Background:
Non-enzymatic methylation of DNA by endogenous and exogenous agents produces a variety of adducts, of which the predominant one is N7-methyl-2'deoxyguanosine (m'dG). Although it is known that living organisms counter the deleterious effects of m7dG by producing adduct-specific DNA repair proteins, the molecular basis for specific recognition and catalysis by these proteins is poorly understood. In addition to its role as an endogenous DNA adduct, m7dG is also widely used as an in vitro probe of protein-DNA interactions, We set out to examine whether incorporation of m7dG into DNA affects duplex DNA structure. Results: We carried out a large-scale synthesis of a dodecamer containing the m7dG adduct at a single, defined position. Because the instability of m7dG precludes its incorporation into oligonucleotides by standard solid-phase methods, a novel strategy employing chemical and enzymatic synthesis was used. Characterization of the m7dG-containing dodecamer by NMR reveals no structural distortion; indeed, m7dG appears to encourage a modest shift toward a more characteristically B-form duplex. Conclusions:
These results argue strongly against induced DNA distortion as a mechanism for specific recognition of m7dG by adduct-specific repair proteins.
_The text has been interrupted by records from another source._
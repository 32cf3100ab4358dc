//! saltseal: encrypt or decrypt a short message with NaCl box / secret box.
//!
//! Ciphertext is written to stdout as `nonce(24) || sealed`. Passing a
//! public key with `-p` switches from shared-key to public-key mode.

#![forbid(unsafe_code)]

mod mode;

use std::ffi::OsString;
use std::io::{self, Read, Write};
use std::process::ExitCode;

use anyhow::{Context, Result};
use clap::{CommandFactory, Parser};
use mode::{Config, Input, Mode};
use saltseal_common::helpers::{decode_hex, to_key_array};
use saltseal_common::Error;
use saltseal_crypto::{KeyPair, KEY_SIZE};
use tracing::{debug, warn};
use zeroize::Zeroizing;

#[derive(Parser, Debug)]
#[command(name = "saltseal")]
#[command(about = "Encrypt or decrypt a message with NaCl box or secret box")]
#[command(override_usage = "saltseal [options] [message]")]
#[command(version)]
pub struct Args {
    /// encrypt contents of message
    #[arg(short = 'e')]
    encrypt: bool,

    /// decrypt contents of message
    #[arg(short = 'd')]
    decrypt: bool,

    /// generate public/private key pair
    #[arg(short = 'g')]
    generate: bool,

    /// secret key | private key (hex, exactly 32 bytes)
    #[arg(short = 'k', value_name = "HEX", env = "SALTSEAL_KEY", hide_env_values = true)]
    key: Option<String>,

    /// recipient/sender key | public key (hex); omit for secret-box mode
    #[arg(
        short = 'p',
        value_name = "HEX",
        env = "SALTSEAL_PUBLIC_KEY",
        hide_env_values = true
    )]
    public_key: Option<String>,

    /// Log level used when RUST_LOG is unset
    #[arg(long, default_value = "warn")]
    log_level: String,

    /// Message to process; read from stdin unless exactly one is given.
    /// Option parsing stops at the first message argument.
    #[arg(trailing_var_arg = true, allow_hyphen_values = true, num_args = 1..)]
    message: Vec<OsString>,
}

fn main() -> Result<ExitCode> {
    let args = Args::parse();
    saltseal_common::init_tracing_with_default(&args.log_level);

    execute(args, io::stdin().lock(), io::stdout().lock())
}

/// Validate the arguments and dispatch. With no usable mode the help text
/// goes to `output` and the exit status is non-zero.
fn execute(args: Args, input: impl Read, mut output: impl Write) -> Result<ExitCode> {
    let config = match Config::from_args(args) {
        Ok(config) => config,
        Err(Error::UsageError(reason)) => {
            warn!("{}", reason);
            write!(output, "{}", Args::command().render_help()).map_err(Error::from)?;
            output.flush().map_err(Error::from)?;
            return Ok(ExitCode::FAILURE);
        }
        Err(e) => return Err(e.into()),
    };

    run(&config, input, output)?;
    Ok(ExitCode::SUCCESS)
}

/// Execute one invocation. Nothing is written to `output` unless the whole
/// operation succeeded.
fn run(config: &Config, input: impl Read, mut output: impl Write) -> Result<()> {
    let produced = match config.mode {
        Mode::GenerateKeys => {
            let keypair =
                KeyPair::generate().context("error generating public/private key pair")?;
            format!(
                "Private Key: {}\nPublic Key: {}\n",
                keypair.private_key_hex(),
                keypair.public_key_hex()
            )
            .into_bytes()
        }
        Mode::Encrypt | Mode::Decrypt => {
            let key = decode_hex("secret key", &config.key)
                .context("error decoding secret/private key")?;
            let key: Zeroizing<[u8; KEY_SIZE]> = Zeroizing::new(
                to_key_array("secret key", &key).context("error decoding secret/private key")?,
            );
            let peer = decode_hex("public key", &config.public_key)
                .context("error decoding public key")?;

            let message = read_input(&config.input, input)?;
            debug!(mode = ?config.mode, len = message.len(), "input read");

            if config.mode == Mode::Encrypt {
                saltseal_crypto::encrypt(&key, &peer, &message)
                    .context("error encrypting source")?
            } else {
                saltseal_crypto::decrypt(&key, &peer, &message)
                    .context("error decrypting source")?
            }
        }
    };

    output.write_all(&produced).map_err(Error::from)?;
    output.flush().map_err(Error::from)?;
    Ok(())
}

fn read_input(source: &Input, mut stdin: impl Read) -> Result<Vec<u8>> {
    match source {
        Input::Argument(bytes) => Ok(bytes.clone()),
        Input::Stdin => {
            let mut buf = Vec::new();
            stdin
                .read_to_end(&mut buf)
                .map_err(Error::StdinReadFailure)?;
            Ok(buf)
        }
    }
}
//! Shared utilities for saltseal: logging, error types, hex helpers.
//!
//! This crate provides common infrastructure used by the crypto library and
//! the command-line tool.

#![forbid(unsafe_code)]

pub mod error;
pub mod helpers;

pub use error::{Error, Result};

/// Initialize tracing with a specific default level.
///
/// Log level is controlled by the `RUST_LOG` environment variable, falling
/// back to `default_level` when unset. Logs go to stderr; stdout is reserved
/// for ciphertext, plaintext and generated keys.
pub fn init_tracing_with_default(default_level: &str) {
    use tracing_subscriber::EnvFilter;

    let filter =
        EnvFilter::try_from_default_env().unwrap_or_else(|_| EnvFilter::new(default_level));

    tracing_subscriber::fmt()
        .with_env_filter(filter)
        .with_target(true)
        .with_writer(std::io::stderr)
        .init();
}
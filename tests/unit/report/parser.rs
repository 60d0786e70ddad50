//! Unit tests for artifact parsing and plan watch-list extraction

use signalyst::models::Direction;
use signalyst::report::{
    parse_plan_watchlist, parse_signal_report, split_field_block, ParseError,
};

const FULL_REPORT: &str = r#"---
instrument_id: 2330
display_name: TSMC
direction: buy
score: 7.5
bullish_factors: [break above 20MA, volume surge]
bearish_factors:
  - macd divergence
support_levels: [1020, 1000]
resistance_levels: [1080]
closing_price: 1050.0
change_pct: 1.8
---

Momentum continues to build after the breakout.
"#;

#[test]
fn test_parse_full_report() {
    let parsed = parse_signal_report(FULL_REPORT).unwrap();
    let signal = &parsed.signal;
    assert_eq!(signal.instrument_id, "2330");
    assert_eq!(signal.display_name, "TSMC");
    assert_eq!(signal.direction, Direction::Buy);
    assert_eq!(signal.score, 7.5);
    assert_eq!(
        signal.bullish_factors,
        vec!["break above 20MA", "volume surge"]
    );
    assert_eq!(signal.bearish_factors, vec!["macd divergence"]);
    assert_eq!(signal.support_levels, vec![1020.0, 1000.0]);
    assert_eq!(signal.resistance_levels, vec![1080.0]);
    assert_eq!(signal.closing_price, 1050.0);
    assert_eq!(signal.change_pct, 1.8);
    assert!(parsed.narrative.starts_with("Momentum continues"));
}

#[test]
fn test_field_order_is_preserved() {
    let (block, _) = split_field_block(FULL_REPORT).unwrap();
    let keys: Vec<&str> = block.keys().collect();
    assert_eq!(keys[0], "instrument_id");
    assert_eq!(keys[1], "display_name");
    assert_eq!(keys[2], "direction");
}

#[test]
fn test_missing_required_field_is_schema_violation() {
    let text = "---\ninstrument_id: 2330\ndirection: buy\nscore: 5\nbullish_factors: [a]\nbearish_factors: [b]\n---\nbody";
    match parse_signal_report(text) {
        Err(ParseError::SchemaViolation { field, .. }) => assert_eq!(field, "closing_price"),
        other => panic!("expected schema violation, got {other:?}"),
    }
}

#[test]
fn test_empty_instrument_id_is_schema_violation() {
    let text = "---\ninstrument_id:  \ndirection: buy\nscore: 5\nbullish_factors: [a]\nbearish_factors: [b]\nclosing_price: 10\n---";
    // An empty scalar reads as an empty sequence, so instrument_id fails
    // either way; assert it is the reported field.
    match parse_signal_report(text) {
        Err(ParseError::SchemaViolation { field, .. }) => assert_eq!(field, "instrument_id"),
        other => panic!("expected schema violation, got {other:?}"),
    }
}

#[test]
fn test_unknown_direction_is_schema_violation() {
    let text = "---\ninstrument_id: 2330\ndirection: moon\nscore: 5\nbullish_factors: [a]\nbearish_factors: [b]\nclosing_price: 10\n---";
    match parse_signal_report(text) {
        Err(ParseError::SchemaViolation { field, .. }) => assert_eq!(field, "direction"),
        other => panic!("expected schema violation, got {other:?}"),
    }
}

#[test]
fn test_score_out_of_range_is_schema_violation() {
    let text = "---\ninstrument_id: 2330\ndirection: buy\nscore: 42\nbullish_factors: [a]\nbearish_factors: [b]\nclosing_price: 10\n---";
    match parse_signal_report(text) {
        Err(ParseError::SchemaViolation { field, .. }) => assert_eq!(field, "score"),
        other => panic!("expected schema violation, got {other:?}"),
    }
}

#[test]
fn test_scalar_where_sequence_expected_is_schema_violation() {
    let text = "---\ninstrument_id: 2330\ndirection: buy\nscore: 5\nbullish_factors: strong\nbearish_factors: [b]\nclosing_price: 10\n---";
    match parse_signal_report(text) {
        Err(ParseError::SchemaViolation { field, .. }) => assert_eq!(field, "bullish_factors"),
        other => panic!("expected schema violation, got {other:?}"),
    }
}

#[test]
fn test_missing_field_block_is_rejected() {
    assert!(matches!(
        parse_signal_report("just some narrative"),
        Err(ParseError::MissingFieldBlock)
    ));
    assert!(matches!(
        parse_signal_report("---\ninstrument_id: 2330\nno closing fence"),
        Err(ParseError::MissingFieldBlock)
    ));
}

const PLAN: &str = r#"# Trading Plan 2026-08-07

## Buy Plan

| Code | Name | Entry |
|---|---|---|
| 2330 | TSMC | 1040 |
| 2454 | MediaTek | 1200 |

## Strong Buy Candidates

| Code | Name |
|---|---|
| 2330 | TSMC |

## Watch List

| Code | Name |
|---|---|
| 2317 | Hon Hai |
| 00878 | Cathay ESG |

## Notes

| 9999 | not a recommendation table |
"#;

#[test]
fn test_plan_watchlist_extraction_dedups_in_order() {
    let plan = parse_plan_watchlist(PLAN);
    assert_eq!(plan.buy_candidates, vec!["2330", "2454"]);
    assert_eq!(plan.watchlist, vec!["2317", "00878"]);
    assert_eq!(plan.all(), vec!["2330", "2454", "2317", "00878"]);
}

#[test]
fn test_plan_rows_outside_sections_are_ignored() {
    let plan = parse_plan_watchlist(PLAN);
    assert!(!plan.all().contains(&"9999".to_string()));
}

#[test]
fn test_empty_plan_yields_empty_watchlist() {
    let plan = parse_plan_watchlist("# A plan with no tables\n\nNothing today.");
    assert!(plan.is_empty());
    assert!(plan.all().is_empty());
}
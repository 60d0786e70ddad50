//! External-command execution with timeout and retry.
//!
//! Each attempt is bounded by the job's timeout and forcibly terminated on
//! expiry. Non-zero exits, timeouts, and spawn failures all retry up to the
//! attempt budget with a fixed backoff; the loop stops at the first clean
//! exit. Every attempt's outcome is retained for diagnostics; captured
//! output is never parsed for signals.

use crate::ai::provider::{InvocationPlan, ProviderSpec};
use crate::models::{AttemptStatus, InvocationReport, InvocationResult, RetryPolicy};
use backon::{ConstantBuilder, Retryable};
use std::path::PathBuf;
use std::process::Stdio;
use std::sync::Mutex;
use std::time::{Duration, Instant};
use thiserror::Error;
use tokio::io::AsyncWriteExt;
use tokio::process::Command;
use tracing::{error, info};

#[derive(Debug, Error)]
pub enum InvokeError {
    #[error("attempt timed out after {secs}s")]
    TimedOut { secs: u64 },
    #[error("process exited with status {code}")]
    NonZeroExit { code: i32 },
    #[error("failed to spawn reasoning command: {0}")]
    Spawn(String),
}

/// Runs invocation plans inside a fixed working directory.
pub struct Invoker {
    workdir: PathBuf,
}

impl Invoker {
    pub fn new(workdir: impl Into<PathBuf>) -> Self {
        Self {
            workdir: workdir.into(),
        }
    }

    /// Execute one prompt under the given retry policy. The returned report
    /// carries the full attempt history; `process_succeeded()` on it is the
    /// process-level half of the success contract.
    pub async fn run_task(
        &self,
        job_id: &str,
        provider: &ProviderSpec,
        prompt: &str,
        timeout: Duration,
        retry: &RetryPolicy,
    ) -> InvocationReport {
        let max_attempts = retry.max_attempts.max(1);
        let history: Mutex<Vec<InvocationResult>> = Mutex::new(Vec::new());

        let attempt_once = || async {
            let attempt = lock(&history).len() as u32 + 1;
            info!(
                job = %job_id,
                provider = %provider.id(),
                attempt,
                max_attempts,
                timeout_secs = timeout.as_secs(),
                "invoking reasoning command (attempt {}/{})",
                attempt,
                max_attempts
            );

            let result = self.single_attempt(provider.plan(prompt), attempt, timeout).await;
            let status = result.status.clone();
            let stderr_head: String = result.stderr.chars().take(500).collect();
            lock(&history).push(result);

            match status {
                AttemptStatus::Exited(0) => {
                    info!(job = %job_id, attempt, "reasoning command exited cleanly");
                    Ok(())
                }
                AttemptStatus::Exited(code) => {
                    error!(
                        job = %job_id,
                        attempt,
                        code,
                        stderr = %stderr_head,
                        "reasoning command failed with status {}",
                        code
                    );
                    Err(InvokeError::NonZeroExit { code })
                }
                AttemptStatus::TimedOut => {
                    error!(
                        job = %job_id,
                        attempt,
                        timeout_secs = timeout.as_secs(),
                        "reasoning command timed out"
                    );
                    Err(InvokeError::TimedOut {
                        secs: timeout.as_secs(),
                    })
                }
                AttemptStatus::SpawnFailed(reason) => {
                    error!(job = %job_id, attempt, %reason, "could not spawn reasoning command");
                    Err(InvokeError::Spawn(reason))
                }
            }
        };

        let _ = attempt_once
            .retry(
                ConstantBuilder::default()
                    .with_delay(retry.backoff)
                    .with_max_times(max_attempts.saturating_sub(1) as usize),
            )
            .await;

        InvocationReport {
            attempts: history.into_inner().unwrap_or_else(|e| e.into_inner()),
        }
    }

    async fn single_attempt(
        &self,
        plan: InvocationPlan,
        attempt: u32,
        timeout: Duration,
    ) -> InvocationResult {
        let started = Instant::now();

        let mut cmd = Command::new(&plan.program);
        cmd.args(&plan.args)
            .current_dir(&self.workdir)
            .stdin(if plan.stdin.is_some() {
                Stdio::piped()
            } else {
                Stdio::null()
            })
            .stdout(Stdio::piped())
            .stderr(Stdio::piped())
            .kill_on_drop(true);

        let mut child = match cmd.spawn() {
            Ok(child) => child,
            Err(e) => {
                return InvocationResult {
                    attempt,
                    status: AttemptStatus::SpawnFailed(e.to_string()),
                    stdout: String::new(),
                    stderr: String::new(),
                    elapsed: started.elapsed(),
                }
            }
        };

        if let Some(body) = &plan.stdin {
            if let Some(mut stdin) = child.stdin.take() {
                // Write errors surface through the exit status.
                let _ = stdin.write_all(body.as_bytes()).await;
            }
        }

        match tokio::time::timeout(timeout, child.wait_with_output()).await {
            Ok(Ok(output)) => InvocationResult {
                attempt,
                status: AttemptStatus::Exited(output.status.code().unwrap_or(-1)),
                stdout: String::from_utf8_lossy(&output.stdout).into_owned(),
                stderr: String::from_utf8_lossy(&output.stderr).into_owned(),
                elapsed: started.elapsed(),
            },
            Ok(Err(e)) => InvocationResult {
                attempt,
                status: AttemptStatus::SpawnFailed(format!("wait failed: {e}")),
                stdout: String::new(),
                stderr: String::new(),
                elapsed: started.elapsed(),
            },
            // Dropping the in-flight wait kills the child (kill_on_drop):
            // the timeout cancels exactly this attempt, not the job.
            Err(_) => InvocationResult {
                attempt,
                status: AttemptStatus::TimedOut,
                stdout: String::new(),
                stderr: String::new(),
                elapsed: started.elapsed(),
            },
        }
    }
}

fn lock<T>(mutex: &Mutex<Vec<T>>) -> std::sync::MutexGuard<'_, Vec<T>> {
    mutex.lock().unwrap_or_else(|e| e.into_inner())
}
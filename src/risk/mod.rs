//! Risk policy: holdings snapshot and the candidate filter.

pub mod filter;
pub mod holdings;

pub use filter::{accepted, RiskFilter, RiskLimits};
pub use holdings::{Holding, HoldingsSnapshot};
The broad substrate specificity of these repair proteins disfavors a model involving direct recognition of aberrantly placed methyl groups; hence, it may be that m7dG is recognized indirectly, perhaps by its effects on the dynamics of DNA. On the other hand, the evidence presented here suggests that m7dG interferes directly with sequence-specific recognition by DNA-binding proteins by steric blockage or by masking of required contact functionalities. The synthetic methodology used here should be generally applicable to high-resolution structural studies of oligonucleotides bearing adducts that are unstable to the conditions of solid-phase DNA synthesis.